Tuesday, August 04, 2009

Delanceyplace.com 8/4/09 - Risk

In today's excerpt - investors, both those that were supposed to be sophisticated and those that weren't, entered into complex derivative transactions. The investment banks that sold these derivatives were careful to make sure these investors received and signed legal disclosures evidencing they had read and understood the risks associated with them. Yet when these investments went sour, some investors brought lawsuits against these investment banks claiming that they didn't understand the risks and that the investment banks should have known that the derivatives were not appropriate for them. In the case below, the investment bank had sold a derivative to an Indonesian noodle maker that now stood to fail because of a loss of tens of millions of dollars on the investment:

"Did the investor understand [the risk]? Most of the money managers should have; as professionals they were paid to know things, after all. The thing was that they wanted the forbidden fruit. The widows and orphans were different; Mr. and Mrs. Smith of Omaha, Nebraska - did they know all this? They generally salivated at the high interest rates offered. Had the Indonesians understood what the dealers had structured for them?
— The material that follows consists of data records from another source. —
/// Kind of a touch event, as reported by the host toolkit.
///
/// The pointer list passed along with an event always contains every pointer
/// that is down during the event, including one that is being lifted.
#[derive(Clone, Copy, Debug, PartialEq, Eq)]
pub enum TouchAction {
    /// The first pointer went down.
    Down,
    /// An additional pointer went down; carries its index in the pointer list.
    PointerDown(usize),
    /// One or more pointers moved.
    Move,
    /// A pointer other than the last one was lifted; carries its index.
    PointerUp(usize),
    /// The last pointer was lifted.
    Up,
    /// The host aborted the gesture.
    Cancel,
}

/// Arguments of one [`Viewport::transform`] step.
#[derive(Clone, Copy, Debug, PartialEq)]
pub struct ViewportDelta {
    /// Screen position the pivot moves to.
    pub position: Point,
    /// Screen position of the pivot at the previous event.
    pub previous: Point,
    /// Zoom factor; the resolution is divided by it.
    pub scale_factor: f64,
    /// Clockwise rotation change in degrees.
    pub rotation_delta: f64,
}

impl ViewportDelta {
    /// A pure pan from `previous` to `position`.
    #[must_use]
    pub fn pan(position: Point, previous: Point) -> Self {
        Self {
            position,
            previous,
            scale_factor: 1.0,
            rotation_delta: 0.0,
        }
    }

    /// Applies this step to `viewport`.
    pub fn apply_to(&self, viewport: &mut Viewport) {
        viewport.transform(
            self.position,
            self.previous,
            self.scale_factor,
            self.rotation_delta,
        );
    }
}

/// Result of feeding one touch event to a [`GestureTracker`].
#[derive(Clone, Copy, Debug, PartialEq)]
pub enum GestureUpdate {
    /// Nothing to apply.
    Ignored,
    /// One-pointer pan step.
    Pan(ViewportDelta),
    /// Multi-pointer pan, zoom and rotate step.
    Pinch(ViewportDelta),
    /// All pointers are up; the gesture is over and the view should be
    /// committed (for example by refreshing map data).
    Commit,
}

/// Tracks a multi-touch gesture across events.
#[derive(Clone, Debug, Default)]
pub struct GestureTracker {
    mode: TouchMode,
    previous_center: Point,
    previous_radius: f64,
    previous_angle: f64,
    inner_rotation: f64,
    snap: RotationSnap,
}

impl GestureTracker {
    /// Creates a tracker with the given rotation snap configuration.
    #[must_use]
    pub fn new(snap: RotationSnap) -> Self {
        Self {
            snap,
            ..Self::default()
        }
    }

    /// Returns the current mode.
    #[must_use]
    pub fn mode(&self) -> TouchMode {
        self.mode
    }

    /// Returns the pivot recorded at the previous event.
    #[must_use]
    pub fn previous_center(&self) -> Point {
        self.previous_center
    }

    /// Returns the unsnapped rotation accumulated by the current pinch.
    #[must_use]
    pub fn inner_rotation(&self) -> f64 {
        self.inner_rotation
    }

    /// Returns the rotation snap configuration.
    #[must_use]
    pub fn rotation_snap(&self) -> RotationSnap {
        self.snap
    }

    /// Replaces the rotation snap configuration.
    pub fn set_rotation_snap(&mut self, snap: RotationSnap) {
        self.snap = snap;
    }

    /// Feeds one touch event.
    ///
    /// `rotation` is the current viewport rotation in degrees.
    pub fn handle(
        &mut self,
        action: TouchAction,
        pointers: &[Point],
        rotation: f64,
    ) -> GestureUpdate {
        match action {
            TouchAction::Down | TouchAction::PointerDown(_) => {
                self.pointer_down(pointers, rotation);
                GestureUpdate::Ignored
            }
            TouchAction::PointerUp(index) => {
                self.pointer_up(pointers, index, rotation);
                GestureUpdate::Ignored
            }
            TouchAction::Move => self.pointer_move(pointers, rotation),
            TouchAction::Up => self.all_up(),
            TouchAction::Cancel => {
                self.cancel();
                GestureUpdate::Ignored
            }
        }
    }

    /// A pointer went down; `pointers` includes it.
    pub fn pointer_down(&mut self, pointers: &[Point], rotation: f64) {
        self.start(pointers, rotation);
    }

    /// The pointer at `released` was lifted; `pointers` still includes it.
    ///
    /// The gesture restarts from the remaining pointers so the next move does
    /// not jump. An out-of-range `released` index is ignored.
    pub fn pointer_up(&mut self, pointers: &[Point], released: usize, rotation: f64) {
        if released >= pointers.len() {
            return;
        }
        let mut remaining: SmallVec<[Point; 4]> = SmallVec::from_slice(pointers);
        remaining.remove(released);
        self.start(&remaining, rotation);
    }

    /// Pointers moved; returns the viewport step to apply.
    pub fn pointer_move(&mut self, pointers: &[Point], rotation: f64) -> GestureUpdate {
        match self.mode {
            TouchMode::None => GestureUpdate::Ignored,
            TouchMode::Dragging => {
                let [position] = pointers else {
                    return GestureUpdate::Ignored;
                };
                let delta = ViewportDelta::pan(*position, self.previous_center);
                self.previous_center = *position;
                GestureUpdate::Pan(delta)
            }
            TouchMode::Zooming => {
                let Some(pinch) = PinchValues::from_pointers(pointers) else {
                    return GestureUpdate::Ignored;
                };

                let mut rotation_delta = 0.0;
                if !self.snap.locked {
                    self.inner_rotation = normalize_rotation(
                        self.inner_rotation + pinch.angle - self.previous_angle,
                    );
                    rotation_delta = self.snap.rotation_delta(self.inner_rotation, rotation);
                }
                let scale_factor = if self.previous_radius > 0.0 && pinch.radius > 0.0 {
                    pinch.radius / self.previous_radius
                } else {
                    1.0
                };

                let delta = ViewportDelta {
                    position: pinch.center,
                    previous: self.previous_center,
                    scale_factor,
                    rotation_delta,
                };
                self.record(pinch);
                GestureUpdate::Pinch(delta)
            }
        }
    }

    /// The last pointer was lifted.
    ///
    /// Commits only if a gesture was in progress; a release after
    /// [`cancel`](Self::cancel) is ignored.
    pub fn all_up(&mut self) -> GestureUpdate {
        if self.mode == TouchMode::None {
            return GestureUpdate::Ignored;
        }
        debug!(from = ?self.mode, "gesture ended");
        self.mode = TouchMode::None;
        GestureUpdate::Commit
    }

    /// Abandons the current gesture without committing.
    pub fn cancel(&mut self) {
        debug!(from = ?self.mode, "gesture cancelled");
        self.mode = TouchMode::None;
    }

    fn start(&mut self, pointers: &[Point], rotation: f64) {
        match pointers {
            [] => {}
            [single] => {
                self.mode = TouchMode::Dragging;
                self.previous_center = *single;
                debug!(pointers = 1, "dragging");
            }
            _ => {
                if let Some(pinch) = PinchValues::from_pointers(pointers) {
                    self.mode = TouchMode::Zooming;
                    self.record(pinch);
                    self.inner_rotation = rotation;
                    debug!(pointers = pointers.len(), "zooming");
                }
            }
        }
    }

    fn record(&mut self, pinch: PinchValues) {
        self.previous_center = pinch.center;
        self.previous_radius = pinch.radius;
        self.previous_angle = pinch.angle;
    }
}
// Copyright 2025 the Cartograph Authors
// SPDX-License-Identifier: Apache-2.0 OR MIT

//! Cartograph Gesture: touch gesture state for map viewports.
//!
//! This crate turns a raw multi-pointer touch stream into viewport steps. It
//! does not own the viewport; callers feed each event's pointer positions
//! together with the current rotation and apply the returned step.
//!
//! - [`GestureTracker`]: one pointer pans; two or more pointers pan, zoom
//!   around their centroid and rotate with snapping (see [`RotationSnap`]).
//! - [`tap`]: single and double tap recognition, kept separate from the
//!   tracker so hosts that have their own tap detection can skip it.
//!
//! ## Pinch example
//!
//! ```rust
//! use cartograph_gesture::{GestureTracker, GestureUpdate, TouchAction};
//! use cartograph_viewport::Viewport;
//! use kurbo::{Point, Rect};
//!
//! let mut viewport = Viewport::new();
//! viewport.try_initialize(Some(Rect::new(0.0, 0.0, 400.0, 400.0)), 200.0, 200.0);
//! let mut tracker = GestureTracker::default();
//!
//! let start = [Point::new(80.0, 100.0), Point::new(120.0, 100.0)];
//! tracker.handle(TouchAction::Down, &start[..1], viewport.rotation());
//! tracker.handle(TouchAction::PointerDown(1), &start, viewport.rotation());
//!
//! // Fingers spread to twice the distance: zoom in by a factor of two.
//! let spread = [Point::new(60.0, 100.0), Point::new(140.0, 100.0)];
//! if let GestureUpdate::Pinch(delta) =
//!     tracker.handle(TouchAction::Move, &spread, viewport.rotation())
//! {
//!     delta.apply_to(&mut viewport);
//! }
//! assert!((viewport.resolution() - 1.0).abs() < 1e-12);
//! ```
//!
//! ## Features
//!
//! - `tracing`: emit `tracing` debug events on gesture mode changes.
//!
//! This crate is `no_std`.

#![no_std]

mod log;
mod pinch;
mod snap;
pub mod tap;
mod tracker;

pub use pinch::PinchValues;
pub use snap::RotationSnap;
pub use tracker::{GestureTracker, GestureUpdate, TouchAction, TouchMode, ViewportDelta};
"We always got the client to sign all sorts of papers saying that they were sane, doing this of their own free will and had been given a 'product disclosure statement' (PDS) outlining the risks of the investment. The clients generally never read the statements. [A colleague of mine], in one of his diligent moments, had taken it upon himself to vet my carefully crafted description of one of our products for a PDS. 'What is this shit?!' He thundered. 'If I read this crap I wouldn't know what I was buying.' I took this as the highest compliment. A small army of lawyers had vetted the PDS and had passed it as legally correct. In some countries, regulators had also reviewed it and passed it fit for investor consumption, but it was unreadable gibberish. The detail was in the drivel.

"Our tax lawyer, a 50-something woman from the most expensive law firm in town, was my role model. On her wall was a framed excerpt from a judgment in a case concerning a clause that she had drafted. The judge had commented that he had found the clause to be of 'stupefying legal density beyond human comprehension'. She was pleased with her efforts. I had a long way to go."